__Stored data entries__.
----------------
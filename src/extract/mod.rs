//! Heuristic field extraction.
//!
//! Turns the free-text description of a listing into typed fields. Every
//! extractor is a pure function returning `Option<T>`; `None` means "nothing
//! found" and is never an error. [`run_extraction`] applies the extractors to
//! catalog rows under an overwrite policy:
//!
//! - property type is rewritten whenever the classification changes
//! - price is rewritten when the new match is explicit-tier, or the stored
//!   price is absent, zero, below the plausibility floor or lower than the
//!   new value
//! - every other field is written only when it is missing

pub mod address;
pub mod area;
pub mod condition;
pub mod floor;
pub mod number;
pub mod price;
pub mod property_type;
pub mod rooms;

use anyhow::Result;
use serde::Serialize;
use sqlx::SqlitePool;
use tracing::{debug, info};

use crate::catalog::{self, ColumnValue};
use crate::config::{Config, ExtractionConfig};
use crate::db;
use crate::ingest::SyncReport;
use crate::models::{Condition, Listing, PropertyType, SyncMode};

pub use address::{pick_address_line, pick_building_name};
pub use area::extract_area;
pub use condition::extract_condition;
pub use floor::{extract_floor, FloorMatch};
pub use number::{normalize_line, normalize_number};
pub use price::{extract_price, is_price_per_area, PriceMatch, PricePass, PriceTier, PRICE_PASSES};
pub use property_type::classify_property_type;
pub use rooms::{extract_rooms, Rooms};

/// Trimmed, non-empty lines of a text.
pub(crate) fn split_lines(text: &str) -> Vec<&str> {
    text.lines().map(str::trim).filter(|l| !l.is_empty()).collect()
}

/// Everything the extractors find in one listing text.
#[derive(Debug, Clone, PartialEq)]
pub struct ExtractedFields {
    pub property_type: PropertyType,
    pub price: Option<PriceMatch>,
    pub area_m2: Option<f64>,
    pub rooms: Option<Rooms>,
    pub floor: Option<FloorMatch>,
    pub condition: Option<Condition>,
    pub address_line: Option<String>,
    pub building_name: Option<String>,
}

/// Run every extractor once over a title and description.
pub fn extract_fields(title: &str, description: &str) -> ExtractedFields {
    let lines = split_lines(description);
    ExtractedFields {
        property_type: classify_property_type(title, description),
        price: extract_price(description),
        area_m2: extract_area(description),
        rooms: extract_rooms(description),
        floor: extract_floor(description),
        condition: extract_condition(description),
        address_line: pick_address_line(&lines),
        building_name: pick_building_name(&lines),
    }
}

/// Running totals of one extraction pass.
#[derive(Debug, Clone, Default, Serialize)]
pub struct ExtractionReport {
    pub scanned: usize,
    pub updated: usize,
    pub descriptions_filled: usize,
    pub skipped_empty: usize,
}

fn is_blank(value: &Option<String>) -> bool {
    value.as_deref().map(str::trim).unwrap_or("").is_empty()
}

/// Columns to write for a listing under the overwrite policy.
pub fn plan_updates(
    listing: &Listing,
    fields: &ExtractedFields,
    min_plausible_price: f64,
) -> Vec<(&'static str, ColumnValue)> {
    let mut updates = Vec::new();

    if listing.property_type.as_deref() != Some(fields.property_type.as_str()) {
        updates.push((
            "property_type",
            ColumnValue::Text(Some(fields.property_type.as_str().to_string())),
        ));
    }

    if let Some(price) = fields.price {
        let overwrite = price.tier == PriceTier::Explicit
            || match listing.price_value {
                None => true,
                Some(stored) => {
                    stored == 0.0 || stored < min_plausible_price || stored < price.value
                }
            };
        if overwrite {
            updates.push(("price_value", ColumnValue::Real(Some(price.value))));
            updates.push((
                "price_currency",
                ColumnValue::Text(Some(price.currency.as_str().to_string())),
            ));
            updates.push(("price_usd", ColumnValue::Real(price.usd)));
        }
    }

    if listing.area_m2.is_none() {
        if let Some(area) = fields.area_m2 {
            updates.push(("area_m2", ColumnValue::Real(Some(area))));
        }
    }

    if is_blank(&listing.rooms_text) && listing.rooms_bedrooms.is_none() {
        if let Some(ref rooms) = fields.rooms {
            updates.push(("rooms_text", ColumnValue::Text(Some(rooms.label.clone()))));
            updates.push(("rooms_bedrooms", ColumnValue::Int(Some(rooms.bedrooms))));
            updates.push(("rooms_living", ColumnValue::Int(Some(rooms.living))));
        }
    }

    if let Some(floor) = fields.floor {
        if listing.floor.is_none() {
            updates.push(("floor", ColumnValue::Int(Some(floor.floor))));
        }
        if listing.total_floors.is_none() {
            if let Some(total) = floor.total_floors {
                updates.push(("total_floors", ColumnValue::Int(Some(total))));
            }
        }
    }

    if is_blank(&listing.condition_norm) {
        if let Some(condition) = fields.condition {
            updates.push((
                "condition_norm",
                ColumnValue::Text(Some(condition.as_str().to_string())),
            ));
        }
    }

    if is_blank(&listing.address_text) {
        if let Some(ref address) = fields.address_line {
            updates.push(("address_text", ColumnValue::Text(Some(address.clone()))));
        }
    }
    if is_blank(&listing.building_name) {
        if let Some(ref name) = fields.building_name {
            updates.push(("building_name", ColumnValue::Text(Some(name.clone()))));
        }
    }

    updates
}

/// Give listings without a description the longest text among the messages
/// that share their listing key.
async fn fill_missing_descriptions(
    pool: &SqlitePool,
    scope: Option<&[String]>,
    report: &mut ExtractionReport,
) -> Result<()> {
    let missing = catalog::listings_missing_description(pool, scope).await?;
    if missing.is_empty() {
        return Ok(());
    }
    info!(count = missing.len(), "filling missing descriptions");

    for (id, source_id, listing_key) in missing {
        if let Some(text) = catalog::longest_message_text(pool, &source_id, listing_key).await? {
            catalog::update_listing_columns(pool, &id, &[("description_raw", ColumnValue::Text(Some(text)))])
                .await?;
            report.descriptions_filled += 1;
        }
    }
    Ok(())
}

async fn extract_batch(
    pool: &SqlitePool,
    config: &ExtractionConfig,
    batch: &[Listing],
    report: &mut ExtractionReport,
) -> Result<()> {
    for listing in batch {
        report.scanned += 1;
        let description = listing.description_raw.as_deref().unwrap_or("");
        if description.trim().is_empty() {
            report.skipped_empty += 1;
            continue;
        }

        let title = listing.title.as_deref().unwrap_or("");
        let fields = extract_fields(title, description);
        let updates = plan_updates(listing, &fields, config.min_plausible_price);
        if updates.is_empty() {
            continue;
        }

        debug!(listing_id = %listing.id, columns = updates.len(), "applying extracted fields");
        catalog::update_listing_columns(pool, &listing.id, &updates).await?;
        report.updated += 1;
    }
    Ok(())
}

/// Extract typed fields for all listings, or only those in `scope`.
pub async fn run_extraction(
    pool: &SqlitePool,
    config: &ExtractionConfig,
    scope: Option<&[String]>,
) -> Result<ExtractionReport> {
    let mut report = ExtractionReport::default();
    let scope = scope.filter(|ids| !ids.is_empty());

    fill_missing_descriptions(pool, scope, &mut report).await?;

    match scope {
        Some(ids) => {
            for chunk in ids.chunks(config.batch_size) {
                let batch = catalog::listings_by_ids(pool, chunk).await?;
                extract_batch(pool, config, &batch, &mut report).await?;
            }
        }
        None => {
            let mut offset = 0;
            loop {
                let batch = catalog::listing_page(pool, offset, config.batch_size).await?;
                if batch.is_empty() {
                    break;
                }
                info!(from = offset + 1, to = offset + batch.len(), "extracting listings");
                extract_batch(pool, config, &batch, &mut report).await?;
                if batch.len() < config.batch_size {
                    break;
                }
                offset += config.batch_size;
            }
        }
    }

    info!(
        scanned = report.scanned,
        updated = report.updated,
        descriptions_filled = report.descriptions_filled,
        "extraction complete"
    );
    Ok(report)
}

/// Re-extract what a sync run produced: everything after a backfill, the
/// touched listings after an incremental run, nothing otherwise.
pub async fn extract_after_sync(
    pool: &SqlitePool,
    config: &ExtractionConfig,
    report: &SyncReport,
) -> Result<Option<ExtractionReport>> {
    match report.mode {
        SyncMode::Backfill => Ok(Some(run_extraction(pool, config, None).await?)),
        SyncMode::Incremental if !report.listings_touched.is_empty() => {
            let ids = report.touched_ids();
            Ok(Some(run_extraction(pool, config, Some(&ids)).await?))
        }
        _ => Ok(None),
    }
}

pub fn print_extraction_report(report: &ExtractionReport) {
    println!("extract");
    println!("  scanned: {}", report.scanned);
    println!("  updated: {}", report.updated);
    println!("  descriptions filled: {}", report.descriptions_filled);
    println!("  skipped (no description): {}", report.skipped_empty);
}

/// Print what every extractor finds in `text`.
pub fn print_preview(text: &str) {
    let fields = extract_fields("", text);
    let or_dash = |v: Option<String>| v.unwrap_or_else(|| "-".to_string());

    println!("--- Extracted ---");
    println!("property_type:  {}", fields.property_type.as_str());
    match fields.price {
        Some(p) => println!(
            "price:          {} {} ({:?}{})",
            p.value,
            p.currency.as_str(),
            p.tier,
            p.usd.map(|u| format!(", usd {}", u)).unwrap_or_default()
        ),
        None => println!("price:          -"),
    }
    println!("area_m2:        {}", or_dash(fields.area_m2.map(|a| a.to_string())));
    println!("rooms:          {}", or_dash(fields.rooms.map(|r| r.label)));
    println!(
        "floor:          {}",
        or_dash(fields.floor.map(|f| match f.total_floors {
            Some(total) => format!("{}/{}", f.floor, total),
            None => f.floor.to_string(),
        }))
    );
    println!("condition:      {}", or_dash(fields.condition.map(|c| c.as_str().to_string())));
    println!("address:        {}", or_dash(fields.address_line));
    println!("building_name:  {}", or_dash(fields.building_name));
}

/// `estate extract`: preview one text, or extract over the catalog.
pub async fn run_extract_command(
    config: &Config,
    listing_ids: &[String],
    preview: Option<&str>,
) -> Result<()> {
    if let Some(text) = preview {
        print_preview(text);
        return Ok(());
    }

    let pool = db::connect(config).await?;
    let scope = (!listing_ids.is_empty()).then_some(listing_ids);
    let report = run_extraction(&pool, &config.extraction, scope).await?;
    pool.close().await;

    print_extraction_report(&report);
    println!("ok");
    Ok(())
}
----------------
__Work item__. Could you transcribe the entries exactly, from the first line through the line containing "the classification changes", and give nothing more?

__Task result__.
filename src/extract/mod.rs
//! Heuristic field extraction.
//!
//! Turns the free-text description of a listing into typed fields. Every
//! extractor is a pure function returning `Option<T>`; `None` means "nothing
//! found" and is never an error. [`run_extraction`] applies the extractors to
//! catalog rows under an overwrite policy:
//!
//! - property type is rewritten whenever the classification changes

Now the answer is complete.